Les données sensibles, car c’est bien ce dont il s’agit, sont une catégorie particulière de données personnelles, notamment celles « qui font apparaître, directement ou indirectement, les origines raciales ou ethniques, les opinions politiques, philosophiques ou religieuses […] des personnes, ou qui sont relatives à la santé ou à la vie sexuelle de celles-ci ». Leur protection est naturellement essentielle, et c’est la raison d’être du I de l’article 8 de la loi informatique et libertés, qui pose comme principe général qu’« il est interdit de collecter ou de traiter » ce type de données.

Néanmoins, le même article prévoit ensuite une série de dérogations permettant la collecte ou le traitement de données sensibles, par exemple lorsque les personnes concernées ont expressément donné leur accord ou lorsque le traitement est justifié par un intérêt public et qu’il fait l’objet d’une autorisation expresse de la CNIL.

Tel est le régime existant, prévu dès 1978 et sur lequel nous ne revenons pas. C’est ce régime d’autorisation de la CNIL qui est ici élargi afin de permettre aux projets de recherche d’apparier des fichiers administratifs, c’est-à-dire de croiser certains fichiers provenant de bases de données distinctes, grâce à un numéro d’identification – le numéro de Sécurité sociale – qui est crypté, et j’insiste également sur cette obligation de chiffrement.

Nous sommes donc dans le régime d’autorisation prévu par l’article 25 de la loi de 1978. Concrètement, si des chercheurs veulent lancer un projet de recherche qui utiliserait de telles données sensibles, ce projet serait soumis à une double autorisation de la CNIL, à la fois pour l’utilisation du numéro d’identification des personnes concernées et pour traiter des données sensibles.

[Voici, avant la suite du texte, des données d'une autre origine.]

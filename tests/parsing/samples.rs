#[cfg(test)]
mod samples {
    use std::fs;
    use std::path::{Path, PathBuf};

    use grammy::grammars;
    use grammy::parsing::{self, ParseOptions};

    /// Every `.txt` file in each per-grammar subdirectory of `dir`, along with
    /// the name of the grammar it belongs to.
    fn collect(dir: &Path) -> Vec<(String, PathBuf)> {
        assert!(dir.exists(), "{:?} directory missing", dir);

        let mut files = Vec::new();

        let entries = fs::read_dir(dir).expect("Failed to read directory");
        for entry in entries {
            let entry = entry.expect("Failed to read directory entry");
            let path = entry.path();
            if !path.is_dir() {
                continue;
            }

            let grammar = path
                .file_name()
                .and_then(|s| s.to_str())
                .expect("Directory name is not valid UTF-8")
                .to_string();

            let inner = fs::read_dir(&path).expect("Failed to read grammar directory");
            for entry in inner {
                let entry = entry.expect("Failed to read directory entry");
                let file = entry.path();

                if file
                    .extension()
                    .and_then(|s| s.to_str())
                    == Some("txt")
                {
                    files.push((grammar.clone(), file));
                }
            }
        }

        files
    }

    #[test]
    fn ensure_samples_parse() {
        let files = collect(Path::new("tests/samples/"));

        assert!(!files.is_empty(), "No .txt files found in samples directory");

        let mut failures = Vec::new();

        for (name, file) in &files {
            let grammar = grammars::by_name(name)
                .unwrap_or_else(|| panic!("No bundled grammar named '{}'", name))
                .unwrap();

            let content = parsing::load(&file)
                .unwrap_or_else(|e| panic!("Failed to load file {:?}: {:?}", file, e));

            let options = ParseOptions::default().source_name(&file.to_string_lossy());
            let result = grammar
                .parse_with(&content, &options)
                .unwrap();

            if !result.is_full() {
                println!(
                    "File {:?} failed to parse: {:?}, {:?}",
                    file, result.classification, result.errors
                );
                failures.push(file.clone());
            }
        }

        if !failures.is_empty() {
            panic!(
                "Sample files should parse successfully, but {} files failed",
                failures.len()
            );
        }
    }

    #[test]
    fn ensure_broken_fail() {
        let files = collect(Path::new("tests/broken/"));

        assert!(!files.is_empty(), "No .txt files found in broken directory");

        let mut unexpected_successes = Vec::new();

        for (name, file) in &files {
            let grammar = grammars::by_name(name)
                .unwrap_or_else(|| panic!("No bundled grammar named '{}'", name))
                .unwrap();

            let content = parsing::load(&file)
                .unwrap_or_else(|e| panic!("Failed to load file {:?}: {:?}", file, e));

            let result = grammar
                .parse(&content)
                .unwrap();

            if result.is_full() {
                println!("File {:?} unexpectedly parsed successfully", file);
                unexpected_successes.push(file.clone());
            }
        }

        if !unexpected_successes.is_empty() {
            panic!(
                "Broken files should not to parse successfully, but {} files passed",
                unexpected_successes.len()
            );
        }
    }
}
//! Nodes of the syntax tree produced by a successful match.

use std::ops::Range;
use std::sync::Arc;

/// Name given to nodes built by rules that were never declared under a name.
pub const ANONYMOUS: &str = "anonymous";

/// A node in the tree built while matching. A node never owns any text; it
/// records the half-open byte range it covers and borrows the source so that
/// `data()` can be sliced on demand.
#[derive(Debug, Clone, PartialEq, Eq)]
pub struct AstNode<'i> {
    name: Option<Arc<str>>,
    range: Range<usize>,
    children: Vec<AstNode<'i>>,
    merge: bool,
    source: &'i str,
}

impl<'i> AstNode<'i> {
    pub fn new(
        name: Option<Arc<str>>,
        range: Range<usize>,
        children: Vec<AstNode<'i>>,
        merge: bool,
        source: &'i str,
    ) -> AstNode<'i> {
        debug_assert!(range.start <= range.end && range.end <= source.len());
        AstNode {
            name,
            range,
            children,
            merge,
            source,
        }
    }

    pub fn name(&self) -> &str {
        self.name
            .as_deref()
            .unwrap_or(ANONYMOUS)
    }

    pub fn range(&self) -> Range<usize> {
        self.range
            .clone()
    }

    pub fn start(&self) -> usize {
        self.range
            .start
    }

    pub fn end(&self) -> usize {
        self.range
            .end
    }

    pub fn children(&self) -> &[AstNode<'i>] {
        &self.children
    }

    /// Whether this node is spliced away into its parent rather than kept.
    pub fn is_merging(&self) -> bool {
        self.merge
    }

    pub fn is_leaf(&self) -> bool {
        self.children
            .is_empty()
    }

    /// The text this node covers.
    pub fn data(&self) -> &'i str {
        &self.source[self.range.clone()]
    }

    /// All direct children with the given name, in order.
    pub fn get_children(&self, name: &str) -> Vec<&AstNode<'i>> {
        self.children
            .iter()
            .filter(|child| child.name() == name)
            .collect()
    }

    /// The direct child with the given name, provided there is exactly one.
    pub fn child(&self, name: &str) -> Option<&AstNode<'i>> {
        let mut found = self
            .children
            .iter()
            .filter(|child| child.name() == name);

        match (found.next(), found.next()) {
            (Some(child), None) => Some(child),
            _ => None,
        }
    }

    /// The text of the single leaf child with the given name.
    pub fn value(&self, name: &str) -> Option<&'i str> {
        self.child(name)
            .filter(|child| child.is_leaf())
            .map(|child| child.data())
    }

    /// Attach this node to a list of siblings under construction, honouring
    /// the merge flag: a merging node gives up its children instead of
    /// itself. Since every level is assembled this way, the children handed
    /// over are never merging themselves.
    pub(crate) fn attach_to(self, siblings: &mut Vec<AstNode<'i>>) {
        if self.merge {
            siblings.extend(self.children);
        } else {
            siblings.push(self);
        }
    }

    /// Render the tree as indented text, leaves showing their data:
    ///
    /// ```text
    /// sent{
    ///   id{'ab'}
    ///   id{'ac'}
    /// }
    /// ```
    pub fn to_tree_string(&self) -> String {
        let mut output = String::new();
        self.write_tree(&mut output, 0);
        output
    }

    fn write_tree(&self, output: &mut String, depth: usize) {
        let indent = "  ".repeat(depth);

        if self.is_leaf() {
            output.push_str(&format!("{}{}{{'{}'}}\n", indent, self.name(), self.data()));
        } else {
            output.push_str(&format!("{}{}{{\n", indent, self.name()));
            for child in &self.children {
                child.write_tree(output, depth + 1);
            }
            output.push_str(&format!("{}}}\n", indent));
        }
    }
}

/// Assemble the children of a new node out of the nodes produced by its
/// successful sub-matches.
pub(crate) fn assemble<'i>(nodes: impl IntoIterator<Item = AstNode<'i>>) -> Vec<AstNode<'i>> {
    let mut children = Vec::new();
    for node in nodes {
        node.attach_to(&mut children);
    }
    children
}
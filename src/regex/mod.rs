// Lazily compiled patterns for fixed expressions used by the crate itself.

mod cache;
//! matching input against a grammar

use std::path::Path;
use tracing::debug;

use crate::language::LoadingError;

mod cursor;
mod matcher;
mod parser;

pub use cursor::*;
pub use matcher::*;
pub use parser::*;

/// Read a file and return an owned String. We pass that ownership back to the
/// caller so that the ParseResult created from it can borrow the text for
/// as long as the tree is needed.
pub fn load(filename: &Path) -> Result<String, LoadingError<'_>> {
    match std::fs::read_to_string(filename) {
        Ok(content) => Ok(content),
        Err(error) => {
            debug!(?error);
            match error.kind() {
                std::io::ErrorKind::NotFound => Err(LoadingError {
                    problem: "File not found".to_string(),
                    details: String::new(),
                    filename,
                }),
                _ => Err(LoadingError {
                    problem: "Failed reading".to_string(),
                    details: error
                        .kind()
                        .to_string(),
                    filename,
                }),
            }
        }
    }
}
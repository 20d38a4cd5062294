// Diagnostics reported while matching input

mod format;
mod syntax;

// Re-export all public symbols
pub use format::*;
pub use syntax::*;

L’objectif est de permettre à notre recherche publique d’être plus efficace et d’objectiver les résultats de ses travaux. Les chercheurs français considèrent qu’ils sont aujourd’hui très bloqués dans leur accès à des données et à des informations objectives. Lorsqu’il s’agit pour les sociologues, par exemple, de travailler sur l’origine des parents des élèves scolarisés, de récents travaux de l’INED, l’Institut national d’études démographiques, montrent à quel point le parcours scolaire des élèves issus de la deuxième génération de l’immigration peut être corrélé à la nationalité des parents. Or ce type de recherche, qui apporte un éclairage important, n’est possible que grâce à des croisements de fichiers. Il en va de même pour le croisement de fichiers de santé et de fichiers liés aux politiques publiques en matière sociale. Précisons que toutes les garanties sont apportées en matière de secret, de cryptage et de confinement à la recherche publique. Il existe, je le répète, une très forte demande des chercheurs, au premier rang desquels Thomas Piketty, qui a témoigné dans le cadre de la consultation publique des blocages auxquels il était confronté du fait de l’impossibilité d’accéder à ces procédures.

Tel est l’objet de l’article 18, qui apporte toutes les garanties de protection des données personnelles. Je ne pense donc pas qu’il soit utile de revenir sur le texte de la commission.